TASK STATEMENT
As the answer, give every line of the records that includes the word "HashMap".
*** Opening DATA EXTRACT ***
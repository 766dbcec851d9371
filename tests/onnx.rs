//! Runs `OnnxClassifier` against `fixtures/linear_probability.onnx`: a
//! 29-input MatMul + Add graph with a single float output and no label
//! output. Only `total_paid_amt` carries weight (2^-10), so the output is
//! `total_paid_amt / 1024`.

use avoidable_ed::client::FormInput;
use avoidable_ed::{Classifier, FeatureFrame, ModelCard, ModelError, OnnxClassifier, SchemaVariant};

const FIXTURE: &str = concat!(env!("CARGO_MANIFEST_DIR"), "/tests/fixtures/linear_probability.onnx");

fn frame_with_paid(total_paid_amt: f64) -> FeatureFrame {
    let record = FormInput { total_paid_amt, ..Default::default() }.to_record().unwrap();
    SchemaVariant::Numeric.frame(&record.to_payload()).unwrap()
}

fn load(card: ModelCard) -> OnnxClassifier {
    OnnxClassifier::load(FIXTURE, card)
        .map_err(|e| e.to_string())
        .unwrap()
}

#[test]
fn test_probability_follows_the_artifact() {
    let classifier = load(ModelCard::for_variant(SchemaVariant::Numeric));

    assert_eq!(classifier.predict_proba(&frame_with_paid(256.0)).unwrap(), [0.75, 0.25]);
    assert_eq!(classifier.predict_proba(&frame_with_paid(768.0)).unwrap(), [0.25, 0.75]);
    assert!(classifier.describe().ends_with("linear_probability.onnx"));
}

#[test]
fn test_predict_thresholds_probability_without_label_output() {
    let classifier = load(ModelCard::for_variant(SchemaVariant::Numeric));

    for paid in [0.0, 256.0, 512.0, 768.0, 1024.0] {
        let frame = frame_with_paid(paid);
        let [_, positive] = classifier.predict_proba(&frame).unwrap();
        let expected = i64::from(positive >= 0.5);
        assert_eq!(classifier.predict(&frame).unwrap(), expected, "paid {paid}");
    }

    // Exactly at the threshold counts as positive.
    let at_threshold = frame_with_paid(512.0);
    assert_eq!(classifier.predict_proba(&at_threshold).unwrap(), [0.5, 0.5]);
    assert_eq!(classifier.predict(&at_threshold).unwrap(), 1);
}

#[test]
fn test_predict_uses_card_threshold() {
    let card = ModelCard { threshold: 0.8, ..ModelCard::for_variant(SchemaVariant::Numeric) };
    let classifier = load(card);

    assert_eq!(classifier.predict(&frame_with_paid(768.0)).unwrap(), 0);
    assert_eq!(classifier.predict(&frame_with_paid(1024.0)).unwrap(), 1);
}

#[test]
fn test_card_column_missing_from_frame() {
    let mut card = ModelCard::for_variant(SchemaVariant::Numeric);
    card.feature_names[28] = "bodysystem_Unacceptable".to_string();
    let classifier = load(card);

    let err = classifier.predict(&frame_with_paid(512.0)).unwrap_err();
    assert!(matches!(err, ModelError::Frame(_)));
}
//! Configuration module

use std::env;
use std::path::PathBuf;

use thiserror::Error;

use crate::schema::SchemaVariant;

pub const DEFAULT_MODEL_PATH: &str = "final_avoidable_ed_model.onnx";
pub const DEFAULT_API_URL: &str = "http://127.0.0.1:8080/predict";

#[derive(Debug, Error, PartialEq)]
pub enum ConfigError {
    #[error("PORT must be a port number, got {0:?}")]
    InvalidPort(String),

    #[error("SCHEMA_VARIANT must be `numeric` or `defaulted`, got {0:?}")]
    InvalidVariant(String),
}

/// Inference service configuration
#[derive(Debug, Clone, PartialEq)]
pub struct ServerConfig {
    /// Bind address
    pub host: String,

    /// Server port
    pub port: u16,

    /// ONNX export of the trained pipeline
    pub model_path: PathBuf,

    /// Optional model card describing the artifact's inputs
    pub model_card_path: Option<PathBuf>,

    /// Request shape accepted by `/predict`
    pub variant: SchemaVariant,
}

impl ServerConfig {
    /// Load configuration from environment variables
    pub fn from_env() -> Result<Self, ConfigError> {
        Self::from_lookup(|key| env::var(key).ok())
    }

    pub fn from_lookup<F>(lookup: F) -> Result<Self, ConfigError>
    where
        F: Fn(&str) -> Option<String>,
    {
        let port = match lookup("PORT") {
            Some(raw) => raw.trim().parse::<u16>().map_err(|_| ConfigError::InvalidPort(raw))?,
            None => 8080,
        };

        let variant = match lookup("SCHEMA_VARIANT") {
            Some(raw) => raw.parse::<SchemaVariant>().map_err(|_| ConfigError::InvalidVariant(raw))?,
            None => SchemaVariant::default(),
        };

        Ok(Self {
            host: lookup("HOST").unwrap_or_else(|| "127.0.0.1".to_string()),
            port,
            model_path: lookup("MODEL_PATH")
                .map(PathBuf::from)
                .unwrap_or_else(|| PathBuf::from(DEFAULT_MODEL_PATH)),
            model_card_path: lookup("MODEL_CARD_PATH")
                .filter(|p| !p.trim().is_empty())
                .map(PathBuf::from),
            variant,
        })
    }
}

#[cfg(test)]
mod tests {
    use super::*;
    use std::collections::HashMap;

    fn lookup(pairs: &[(&str, &str)]) -> impl Fn(&str) -> Option<String> {
        let map: HashMap<String, String> =
            pairs.iter().map(|(k, v)| (k.to_string(), v.to_string())).collect();
        move |key: &str| map.get(key).cloned()
    }

    #[test]
    fn test_defaults() {
        let config = ServerConfig::from_lookup(lookup(&[])).unwrap();
        assert_eq!(config.host, "127.0.0.1");
        assert_eq!(config.port, 8080);
        assert_eq!(config.model_path, PathBuf::from(DEFAULT_MODEL_PATH));
        assert_eq!(config.model_card_path, None);
        assert_eq!(config.variant, SchemaVariant::Numeric);
    }

    #[test]
    fn test_overrides() {
        let config = ServerConfig::from_lookup(lookup(&[
            ("HOST", "0.0.0.0"),
            ("PORT", "9000"),
            ("MODEL_CARD_PATH", "card.json"),
            ("SCHEMA_VARIANT", "Defaulted"),
        ]))
        .unwrap();
        assert_eq!(config.host, "0.0.0.0");
        assert_eq!(config.port, 9000);
        assert_eq!(config.model_card_path, Some(PathBuf::from("card.json")));
        assert_eq!(config.variant, SchemaVariant::Defaulted);
    }

    #[test]
    fn test_invalid_values() {
        assert_eq!(
            ServerConfig::from_lookup(lookup(&[("PORT", "http")])),
            Err(ConfigError::InvalidPort("http".into()))
        );
        assert_eq!(
            ServerConfig::from_lookup(lookup(&[("SCHEMA_VARIANT", "pydantic")])),
            Err(ConfigError::InvalidVariant("pydantic".into()))
        );
    }
}
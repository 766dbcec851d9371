use std::process::ExitCode;

use clap::Parser;

use avoidable_ed::client::{render, FormInput, PredictionClient};
use avoidable_ed::config::DEFAULT_API_URL;
use avoidable_ed::models::{BodySystem, ChronicFlag, Race, Sex};

#[derive(Debug, Parser)]
#[command(
    name = "ed-form",
    version,
    about = "Predict whether an emergency department visit is avoidable",
    long_about = "Collects patient demographics and the clinical classification of the primary\n\
        diagnosis, sends them to the prediction service, and prints the probability\n\
        that the ED visit was avoidable.\n\n\
        EXAMPLES:\n\
        \n  ed-form --age 42 --sex Female --body-system Respiratory\n\
        \n  ed-form --chronic Yes --total-paid 1250.75 --dry-run\n\
        \n  ed-form --list-body-systems"
)]
struct Cli {
    /// Patient age at end of reference year
    #[arg(long, default_value_t = 65, value_parser = clap::value_parser!(u32).range(0..=120))]
    age: u32,

    /// Biological sex (Male, Female)
    #[arg(long, default_value = "Male")]
    sex: Sex,

    /// Self-reported race (White, Black, Asian, Hispanic, Other, "North American Native", Unknown)
    #[arg(long, default_value = "White")]
    race: Race,

    /// Reference year for the visit
    #[arg(long, default_value_t = 2023, value_parser = clap::value_parser!(u16).range(2020..=2100))]
    year: u16,

    /// Total amount paid for the visit
    #[arg(long = "total-paid", default_value_t = 0.0)]
    total_paid: f64,

    /// Does the patient have a chronic condition? (No, Yes)
    #[arg(long, default_value = "No")]
    chronic: ChronicFlag,

    /// Clinical classification of the primary diagnosis
    #[arg(long = "body-system", default_value = "Blood/Immune")]
    body_system: BodySystem,

    /// Prediction endpoint
    #[arg(long = "api-url", env = "ED_API_URL", default_value = DEFAULT_API_URL)]
    api_url: String,

    /// Print the body systems the form accepts and exit
    #[arg(long)]
    list_body_systems: bool,

    /// Print the JSON payload instead of sending it
    #[arg(long)]
    dry_run: bool,

    /// Increase verbosity level (-v, -vv)
    #[arg(short, long, action = clap::ArgAction::Count)]
    verbose: u8,
}

impl Cli {
    fn form(&self) -> FormInput {
        FormInput {
            age: self.age,
            sex: self.sex,
            race: self.race,
            year: self.year,
            total_paid_amt: self.total_paid,
            chronic: self.chronic,
            body_system: self.body_system,
        }
    }
}

#[actix_rt::main]
async fn main() -> ExitCode {
    dotenvy::dotenv().ok();
    let cli = Cli::parse();

    let level = match cli.verbose {
        0 => "warn",
        1 => "info",
        _ => "debug",
    };
    env_logger::Builder::from_env(env_logger::Env::default().default_filter_or(level)).init();

    if cli.list_body_systems {
        for body_system in BodySystem::ALL {
            println!("{:<24} {}", body_system.label(), body_system.wire_key());
        }
        return ExitCode::SUCCESS;
    }

    let record = match cli.form().to_record() {
        Ok(record) => record,
        Err(e) => {
            eprintln!("{}", e);
            return ExitCode::FAILURE;
        }
    };

    if cli.dry_run {
        match serde_json::to_string_pretty(&record) {
            Ok(payload) => println!("{}", payload),
            Err(e) => {
                eprintln!("failed to encode payload: {}", e);
                return ExitCode::FAILURE;
            }
        }
        return ExitCode::SUCCESS;
    }

    let client = PredictionClient::new(cli.api_url.clone());
    log::info!("Posting to {}", client.url());

    match client.submit(&record).await {
        Ok(response) => {
            println!("{}", render(&response));
            ExitCode::SUCCESS
        }
        Err(e) => {
            log::debug!("{:?}", e);
            eprintln!("{}", e);
            ExitCode::FAILURE
        }
    }
}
*** Closing DATA EXTRACT ***
SOLUTION
    use std::collections::HashMap;
        let map: HashMap<String, String> =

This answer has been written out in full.